■ **Task prompt**:
Scan the entries below for the word "async". Copy each line that has it.

Collected data entries:
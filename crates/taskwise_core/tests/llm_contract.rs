//! HTTP contract tests for the chat-completions backend.
//!
//! The backend is blocking, so each call runs on a blocking worker while
//! the mock server runs on the async runtime.

use serde_json::json;
use taskwise_core::ai::{build_prompt, GenerationResult};
use taskwise_core::{
    CompletionBackend, GenerationError, LlmConfig, OpenAiChatBackend, Priority, PrioritizeInput,
    Prioritizer, PromptMessages,
};
use uuid::Uuid;
use wiremock::matchers::{body_partial_json, header, method, path};
use wiremock::{Mock, MockServer, ResponseTemplate};

fn config(base_url: String) -> LlmConfig {
    LlmConfig {
        base_url,
        model: "test-model".to_string(),
        api_key: Some("test-key".to_string()),
        temperature: 0.0,
        timeout_secs: 5,
    }
}

fn completion(content: &str) -> serde_json::Value {
    json!({
        "id": "chatcmpl-test",
        "object": "chat.completion",
        "created": 1234567890,
        "model": "test-model",
        "choices": [{
            "index": 0,
            "message": {"role": "assistant", "content": content},
            "finish_reason": "stop"
        }]
    })
}

fn sample_prompt() -> PromptMessages {
    build_prompt(&[PrioritizeInput {
        id: Uuid::new_v4(),
        title: "Water plants".to_string(),
        description: String::new(),
    }])
}

async fn run_blocking<T: Send + 'static>(
    call: impl FnOnce() -> GenerationResult<T> + Send + 'static,
) -> GenerationResult<T> {
    tokio::task::spawn_blocking(call)
        .await
        .expect("blocking task should not panic")
}

#[tokio::test(flavor = "multi_thread")]
async fn request_carries_model_auth_and_json_mode() {
    let mock_server = MockServer::start().await;

    Mock::given(method("POST"))
        .and(path("/v1/chat/completions"))
        .and(header("authorization", "Bearer test-key"))
        .and(body_partial_json(json!({
            "model": "test-model",
            "response_format": {"type": "json_object"},
            "stream": false
        })))
        .respond_with(ResponseTemplate::new(200).set_body_json(completion("{\"tasks\":[]}")))
        .expect(1)
        .mount(&mock_server)
        .await;

    let backend = OpenAiChatBackend::new(&config(mock_server.uri()));
    let content = run_blocking(move || backend.complete(&sample_prompt())).await;

    assert_eq!(content.unwrap(), "{\"tasks\":[]}");
}

#[tokio::test(flavor = "multi_thread")]
async fn prioritizer_parses_rows_from_live_reply() {
    let mock_server = MockServer::start().await;
    let id = Uuid::new_v4();
    let content = json!({
        "tasks": [{"id": id.to_string(), "title": "Pay rent", "description": "", "priority": "High"}]
    })
    .to_string();

    Mock::given(method("POST"))
        .and(path("/v1/chat/completions"))
        .respond_with(ResponseTemplate::new(200).set_body_json(completion(&content)))
        .expect(1)
        .mount(&mock_server)
        .await;

    let prioritizer = Prioritizer::new(OpenAiChatBackend::new(&config(format!(
        "{}/v1",
        mock_server.uri()
    ))));
    let rows = run_blocking(move || {
        prioritizer.prioritize(&[PrioritizeInput {
            id,
            title: "Pay rent".to_string(),
            description: String::new(),
        }])
    })
    .await
    .unwrap();

    assert_eq!(rows.len(), 1);
    assert_eq!(rows[0].id, Some(id));
    assert_eq!(rows[0].priority, Priority::High);
}

#[tokio::test(flavor = "multi_thread")]
async fn server_error_maps_to_http_error() {
    let mock_server = MockServer::start().await;

    Mock::given(method("POST"))
        .and(path("/v1/chat/completions"))
        .respond_with(ResponseTemplate::new(503).set_body_string("overloaded"))
        .mount(&mock_server)
        .await;

    let backend = OpenAiChatBackend::new(&config(mock_server.uri()));
    let err = run_blocking(move || backend.complete(&sample_prompt()))
        .await
        .unwrap_err();

    assert_eq!(
        err,
        GenerationError::Http {
            status: 503,
            body: "overloaded".to_string()
        }
    );
}

#[tokio::test(flavor = "multi_thread")]
async fn non_json_body_is_malformed() {
    let mock_server = MockServer::start().await;

    Mock::given(method("POST"))
        .and(path("/v1/chat/completions"))
        .respond_with(ResponseTemplate::new(200).set_body_string("<html>oops</html>"))
        .mount(&mock_server)
        .await;

    let backend = OpenAiChatBackend::new(&config(mock_server.uri()));
    let err = run_blocking(move || backend.complete(&sample_prompt()))
        .await
        .unwrap_err();

    assert!(matches!(err, GenerationError::Malformed(_)));
}

#[tokio::test(flavor = "multi_thread")]
async fn unreachable_endpoint_is_transport_error() {
    // Port 9 (discard) on localhost is not expected to accept HTTP.
    let backend = OpenAiChatBackend::new(&config("http://127.0.0.1:9".to_string()));
    let err = run_blocking(move || backend.complete(&sample_prompt()))
        .await
        .unwrap_err();

    assert!(matches!(
        err,
        GenerationError::Transport(_) | GenerationError::Timeout { .. }
    ));
}
//! Connection bootstrap utilities for SQLite.
//!
//! # Responsibility
//! - Open file or in-memory SQLite connections.
//! - Configure connection pragmas required by the task store.
//! - Trigger schema migrations before returning a usable connection.
//!
//! # Invariants
//! - Returned connections have a busy timeout so concurrent clients wait
//!   instead of failing immediately.
//! - Returned connections have migrations fully applied.

use super::migrations::apply_migrations;
use super::DbResult;
use log::{error, info};
use rusqlite::Connection;
use std::path::Path;
use std::time::{Duration, Instant};

const BUSY_TIMEOUT: Duration = Duration::from_secs(5);

/// Opens a SQLite database file and applies all pending migrations.
///
/// Several processes may open the same file; each one is a separate client
/// of the shared task collection.
///
/// # Side effects
/// - Emits `db_open` logging events with duration and status.
pub fn open_db(path: impl AsRef<Path>) -> DbResult<Connection> {
    open_with("file", || Connection::open(path))
}

/// Opens an in-memory SQLite database and applies all pending migrations.
pub fn open_db_in_memory() -> DbResult<Connection> {
    open_with("memory", Connection::open_in_memory)
}

fn open_with(
    mode: &'static str,
    opener: impl FnOnce() -> rusqlite::Result<Connection>,
) -> DbResult<Connection> {
    let started_at = Instant::now();
    info!("event=db_open module=db status=start mode={mode}");

    let mut conn = match opener() {
        Ok(conn) => conn,
        Err(err) => {
            error!(
                "event=db_open module=db status=error mode={mode} duration_ms={} error_code=db_open_failed error={}",
                started_at.elapsed().as_millis(),
                err
            );
            return Err(err.into());
        }
    };

    match bootstrap_connection(&mut conn) {
        Ok(()) => {
            info!(
                "event=db_open module=db status=ok mode={mode} duration_ms={}",
                started_at.elapsed().as_millis()
            );
            Ok(conn)
        }
        Err(err) => {
            error!(
                "event=db_open module=db status=error mode={mode} duration_ms={} error_code=db_bootstrap_failed error={}",
                started_at.elapsed().as_millis(),
                err
            );
            Err(err)
        }
    }
}

fn bootstrap_connection(conn: &mut Connection) -> DbResult<()> {
    conn.busy_timeout(BUSY_TIMEOUT)?;
    apply_migrations(conn)?;
    Ok(())
}
//! SQLite task store bootstrap.
//!
//! Every connection handed to the repository layer comes from `open_db` or
//! `open_db_in_memory`, so the `tasks` table always exists at the schema
//! version this binary was built for.

use std::error::Error;
use std::fmt::{Display, Formatter};

pub mod migrations;
mod open;

pub use open::{open_db, open_db_in_memory};

pub type DbResult<T> = Result<T, DbError>;

/// Failure while opening or upgrading the task store.
#[derive(Debug)]
pub enum DbError {
    Sqlite(rusqlite::Error),
    /// The store was written by a newer Taskwise build.
    SchemaTooNew { found: u32, supported: u32 },
}

impl Display for DbError {
    fn fmt(&self, f: &mut Formatter<'_>) -> std::fmt::Result {
        match self {
            Self::Sqlite(err) => write!(f, "sqlite: {err}"),
            Self::SchemaTooNew { found, supported } => write!(
                f,
                "task store uses schema {found}, this build understands up to {supported}"
            ),
        }
    }
}

impl Error for DbError {
    fn source(&self) -> Option<&(dyn Error + 'static)> {
        match self {
            Self::Sqlite(err) => Some(err),
            Self::SchemaTooNew { .. } => None,
        }
    }
}

impl From<rusqlite::Error> for DbError {
    fn from(value: rusqlite::Error) -> Self {
        Self::Sqlite(value)
    }
}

■ **Your solution**:
//! the mock server runs on the async runtime.
async fn run_blocking<T: Send + 'static>(
async fn request_carries_model_auth_and_json_mode() {
async fn prioritizer_parses_rows_from_live_reply() {
async fn server_error_maps_to_http_error() {
async fn non_json_body_is_malformed() {
async fn unreachable_endpoint_is_transport_error() {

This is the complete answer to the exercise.